- RECORDED DATA
====================
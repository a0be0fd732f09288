//! # Rill Common Library
//!
//! Shared code for the rill workspace including:
//! - Engine configuration loading (TOML + environment overrides)
//! - Common error type
//! - Logging setup for binaries
//! - Fade curve definitions and calculations

pub mod config;
pub mod error;
pub mod fade_curves;
pub mod logging;

pub use config::{EngineConfig, UpdateMode};
pub use error::{Error, Result};
pub use fade_curves::FadeCurve;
====================
- WHAT YOU SHOULD DO
The whole block of data above should be printed again verbatim.

- EXPECTED ANSWER
repository a0be0fd732f09288
//! # Rill Common Library
//!
//! Shared code for the rill workspace including:
//! - Engine configuration loading (TOML + environment overrides)
//! - Common error type
//! - Logging setup for binaries
//! - Fade curve definitions and calculations

pub mod config;
pub mod error;
pub mod fade_curves;
pub mod logging;

pub use config::{EngineConfig, UpdateMode};
pub use error::{Error, Result};
pub use fade_curves::FadeCurve;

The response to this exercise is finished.